ProPublica’s exposé on the tax bills of U.S. billionaires was the biggest single news article of this past week. But was it also total nonsense? Substacker Jeremy Arnold convincingly argues that the nonprofit, so-called public-interest newsroom breezily treated unrealized gains in asset value as if it were the exact same thing as income, and then invented something called the “true tax rate,” an entirely new and meaningless metric that no one had been stupid enough to use before, to make it seem as if the Warren Buffetts of the world were getting away with paying almost nothing. The very likely criminal breach of thousands’ of peoples’ privacy that made this “scoop” possible barely paid off as far as news value goes, since ProPublica had to, among other things, conflate tax evasion and tax avoidance—not the same!—to make it seem like something nefarious was going on. And yet: ProPublica’s top-line conclusions feed a populist anti-billionaire moment and will undoubtedly crop up during the next round of debate on tax reform. Whether it’s nonsense or not, and whether it deserves to be or not, and whether its status as such is an indictment of the entire journalistic craft, the ProPublica story is a landmark. Read more: https://savingjournalism.substack.com/p/propublicas-bombshell-bullshit-tax

This week gifted us with one of the great schadenfreude reads of 2021, an often-unflattering profile of the journalist, Twitter creature, and former political operative Yashar Ali in LA Magazine. Hard to get behind Yashar’s role in destroying the career of Alison Roman for no real reason, but it’s undeniably hilarious that he put himself in charge of liquidating a fashion billionaire’s art collection, and you have to at least respect his schmoozing ability, which is world-class:

He’s always attached himself to rich, powerful people and to elected officials and made himself appear indispensable,” recalls a former colleague who worked alongside Ali in Newsom’s San Francisco office. Like many people interviewed for this article, he declined to speak for attribution out of concern that Ali might somehow retaliate. “I don’t exactly fear him, but he can be vengeful and very vindictive.”

How Ali acquired so many powerful supporters is a bit of a mystery. Even his closest allies are a bit fuzzy about how they met. “I don’t remember how we became friends,” says New York Times Washington correspondent Maggie Haberman. [CNN cheif Jeff] Zucker has a hard time recalling, too. “That’s a really good question. How do I know Yashar?” So does CNN anchor Jake Tapper. “I couldn’t tell you how we met, but suddenly he was a presence in my life—a wonderful one,” he says. “It just feels like he’s always been in my life.
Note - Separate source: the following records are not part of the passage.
//! Read-time enrichment of stored cities into view-ready projections.
//!
//! The engine holds the reference data loaded at startup (language proficiency matrix and the
//! supported languages) and never touches the database. Missing sub-records degrade single
//! fields to `None`; a value that cannot be turned into a whole currency amount fails the
//! whole projection for that city.

use std::collections::BTreeMap;

use crate::{
    model::city::{CityDetailsDto, CityOverviewDto, ClimateDto, HousingDto, UniversityDto},
    server::{
        dataset::loader::DatasetLoader,
        error::enrichment::EnrichmentError,
        model::{
            dataset::LanguageSkills,
            db::{ClimateModel, CityRecord, CostOfLivingModel, HousingModel, UniversityModel},
        },
    },
};

/// Euros of student rent per point of rent index.
const RENT_PER_RENT_INDEX_POINT: f64 = 18.5;
/// Share of the monthly budget assumed to go to rent.
const RENT_SHARE_OF_MONTHLY_BUDGET: f64 = 0.6;
/// Euros of groceries per point of groceries index.
const GROCERIES_PER_INDEX_POINT: f64 = 2.68;

pub struct EnrichmentEngine {
    language_skills: LanguageSkills,
    supported_languages: Vec<String>,
}

impl EnrichmentEngine {
    pub fn new(language_skills: LanguageSkills, supported_languages: Vec<String>) -> Self {
        Self {
            language_skills,
            supported_languages,
        }
    }

    /// Loads the proficiency matrix and supported languages through `loader`.
    ///
    /// Either input missing leaves the corresponding data empty; percentages then stay `None`.
    pub fn from_loader(loader: &DatasetLoader) -> Self {
        Self::new(
            loader.load_language_skills(),
            loader.load_supported_languages(),
        )
    }

    /// Builds the overview projection of a city.
    ///
    /// # Returns
    /// - `Ok(CityOverviewDto)` - Projection with missing sub-record fields set to `None`
    /// - `Err(EnrichmentError)` - The monthly budget cannot be rounded to whole euros
    pub fn overview(&self, record: &CityRecord) -> Result<CityOverviewDto, EnrichmentError> {
        self.build_overview(record).inspect_err(|e| log_failure(record, e))
    }

    /// Builds the detail projection of a city, including the overview fields.
    ///
    /// # Returns
    /// - `Ok(CityDetailsDto)` - Complete projection
    /// - `Err(EnrichmentError)` - A budget figure cannot be rounded to whole euros
    pub fn full_details(&self, record: &CityRecord) -> Result<CityDetailsDto, EnrichmentError> {
        self.build_full_details(record)
            .inspect_err(|e| log_failure(record, e))
    }

    fn build_overview(&self, record: &CityRecord) -> Result<CityOverviewDto, EnrichmentError> {
        let city = &record.city;
        let cost_of_living = record.cost_of_living.as_ref();
        let climate = record.climate.as_ref();
        let metrics = record.metrics.as_ref();

        Ok(CityOverviewDto {
            eurostat_code: city.eurostat_code.clone(),
            local_name: city.local_name.clone(),
            english_name: city.english_name.clone(),
            local_country: city.local_country.clone(),
            english_country: city.english_country.clone(),
            country_emoji: city.country_emoji.clone(),
            population: city.population,
            erasmus_population: city.erasmus_population,
            monthly_budget: round_to_euro(
                &city.eurostat_code,
                "monthly_budget",
                cost_of_living.and_then(|c| c.monthly_budget),
            )?,
            cost_of_living_plus_rent: cost_of_living.and_then(|c| c.cost_of_living_plus_rent_index),
            mean_feb_min: climate.and_then(|c| c.mean_feb_min),
            mean_jul_max: climate.and_then(|c| c.mean_jul_max),
            safety_index: metrics.and_then(|m| m.safety_index),
            university_count: metrics.and_then(|m| m.university_count),
            public_transport_satisfaction: metrics.and_then(|m| m.public_transport_satisfaction),
            language_percentages: self.compute_language_proficiency(record),
        })
    }

    fn build_full_details(&self, record: &CityRecord) -> Result<CityDetailsDto, EnrichmentError> {
        let overview = self.build_overview(record)?;
        let code = &record.city.eurostat_code;

        let rent_budget = compute_rent_budget(
            record.housing.as_ref(),
            record.cost_of_living.as_ref(),
        );
        let groceries_budget = compute_groceries_budget(record.cost_of_living.as_ref());

        Ok(CityDetailsDto {
            overview,
            climate: climate_dto(record.climate.as_ref()),
            lat: record.city.lat,
            lon: record.city.lon,
            rent_budget: round_to_euro(code, "rent_budget", Some(rent_budget))?.unwrap_or(0),
            groceries_budget: round_to_euro(code, "groceries_budget", Some(groceries_budget))?
                .unwrap_or(0),
            transport_budget: round_to_euro(
                code,
                "transport_budget",
                record
                    .transport_budget
                    .as_ref()
                    .and_then(|t| t.monthly_ticket),
            )?,
            overview_text: record.guide.as_ref().and_then(|g| g.text.clone()),
            housing: HousingDto {
                rent_per_sqm: record.housing.as_ref().and_then(|h| h.rent_per_sqm),
            },
            universities: process_universities(&record.universities),
        })
    }

    /// Percentage of speakers per supported language in the city's country.
    ///
    /// Every supported language is present in the result; languages without data are `None`.
    pub fn compute_language_proficiency(&self, record: &CityRecord) -> BTreeMap<String, Option<f64>> {
        let mut percentages: BTreeMap<String, Option<f64>> = self
            .supported_languages
            .iter()
            .map(|language| (language.clone(), None))
            .collect();

        let country_skills = record
            .city
            .english_country
            .as_ref()
            .and_then(|country| self.language_skills.get(country));

        match country_skills {
            Some(skills) => {
                for (language, fraction) in skills {
                    if let Some(percentage) = percentages.get_mut(language) {
                        *percentage = Some(fraction * 100.0);
                    }
                }
            }
            None => tracing::warn!(
                "Language data for country {:?} of {} not found",
                record.city.english_country,
                record.city.eurostat_code
            ),
        }

        percentages
    }
}

fn log_failure(record: &CityRecord, error: &EnrichmentError) {
    tracing::error!(
        "Failed to enrich city {} ({}): {}",
        record.city.eurostat_code,
        record.city.english_name,
        error
    );
}

/// Estimated monthly student rent, before rounding.
///
/// In order of preference: rent per m² × area per person × student factor, then
/// `18.5 × rent index`, then 60% of the monthly budget, otherwise 0.
pub fn compute_rent_budget(
    housing: Option<&HousingModel>,
    cost_of_living: Option<&CostOfLivingModel>,
) -> f64 {
    if let Some(HousingModel {
        rent_per_sqm: Some(rent_per_sqm),
        area_per_person: Some(area_per_person),
        erasmus_factor: Some(erasmus_factor),
        ..
    }) = housing
    {
        return rent_per_sqm * area_per_person * erasmus_factor;
    }

    if let Some(rent_index) = cost_of_living.and_then(|c| c.rent_index) {
        return RENT_PER_RENT_INDEX_POINT * rent_index;
    }

    if let Some(monthly_budget) = cost_of_living.and_then(|c| c.monthly_budget) {
        return monthly_budget * RENT_SHARE_OF_MONTHLY_BUDGET;
    }

    tracing::warn!("No inputs available to estimate rent budget");
    0.0
}

/// Estimated monthly groceries spending, before rounding. 0 without a groceries index.
pub fn compute_groceries_budget(cost_of_living: Option<&CostOfLivingModel>) -> f64 {
    cost_of_living
        .and_then(|c| c.groceries_index)
        .map_or(0.0, |index| GROCERIES_PER_INDEX_POINT * index)
}

/// Rounds a currency amount to whole euros, ties to even.
///
/// `None` stays `None`. Non-finite values and values outside the `i64` range are errors.
pub fn round_to_euro(
    eurostat_code: &str,
    field: &'static str,
    value: Option<f64>,
) -> Result<Option<i64>, EnrichmentError> {
    let Some(value) = value else {
        return Ok(None);
    };

    if !value.is_finite() {
        return Err(EnrichmentError::NonFiniteValue {
            eurostat_code: eurostat_code.to_string(),
            field,
            value,
        });
    }

    let rounded = value.round_ties_even();
    if rounded < i64::MIN as f64 || rounded >= i64::MAX as f64 {
        return Err(EnrichmentError::OutOfRange {
            eurostat_code: eurostat_code.to_string(),
            field,
            value,
        });
    }

    Ok(Some(rounded as i64))
}

fn climate_dto(climate: Option<&ClimateModel>) -> ClimateDto {
    let Some(c) = climate else {
        return ClimateDto::default();
    };

    ClimateDto {
        mean_jan_min: c.mean_jan_min,
        mean_jan_max: c.mean_jan_max,
        mean_feb_min: c.mean_feb_min,
        mean_feb_max: c.mean_feb_max,
        mean_mar_min: c.mean_mar_min,
        mean_mar_max: c.mean_mar_max,
        mean_apr_min: c.mean_apr_min,
        mean_apr_max: c.mean_apr_max,
        mean_may_min: c.mean_may_min,
        mean_may_max: c.mean_may_max,
        mean_jun_min: c.mean_jun_min,
        mean_jun_max: c.mean_jun_max,
        mean_jul_min: c.mean_jul_min,
        mean_jul_max: c.mean_jul_max,
        mean_aug_min: c.mean_aug_min,
        mean_aug_max: c.mean_aug_max,
        mean_sep_min: c.mean_sep_min,
        mean_sep_max: c.mean_sep_max,
        mean_oct_min: c.mean_oct_min,
        mean_oct_max: c.mean_oct_max,
        mean_nov_min: c.mean_nov_min,
        mean_nov_max: c.mean_nov_max,
        mean_dec_min: c.mean_dec_min,
        mean_dec_max: c.mean_dec_max,
    }
}

/// Universities sorted by size class, largest first. Unknown size classes count as 0.
fn process_universities(universities: &[UniversityModel]) -> Vec<UniversityDto> {
    let mut processed: Vec<UniversityDto> = universities
        .iter()
        .map(|u| UniversityDto {
            erasmus_code: u.erasmus_code.clone(),
            name: u.name.clone(),
            english_name: u.english_name.clone(),
            category: u.category.clone(),
            size_class: u.size_class.unwrap_or(0),
            url: u.url.clone(),
            lat: u.lat,
            lon: u.lon,
            total_students: u.total_students,
        })
        .collect();

    processed.sort_by(|a, b| b.size_class.cmp(&a.size_class));
    processed
}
But I don’t know that I’ve ever met him in person.”

Read more: https://www.lamag.com/mag-features/yashar-ali/

Turns out that if you tweak emerging social justice speech norms even slightly, they can be used as a cudgel by one of the allegedly leading enemies of social justice, namely the cops. Tablet contributor Nicholas Clairmont goes deep on a hideous incident in which an NYPD union has sued a protester for using allegedly racist language against an Asian American police officer. The implications go far beyond this one case:

The idea that people could be punished for saying something that is a direct incitement to violence has been accepted, and legitimately so, in American jurisprudence. However, the idea that you could be punished if you say something that may make society in general a worse place has (thus far) been roundly rejected, no matter how many critical theorists have yowled. The separation between the specific and the general is necessary for maintaining a pluralistic and liberal society in which every verbal dispute isn’t settled in a court of law.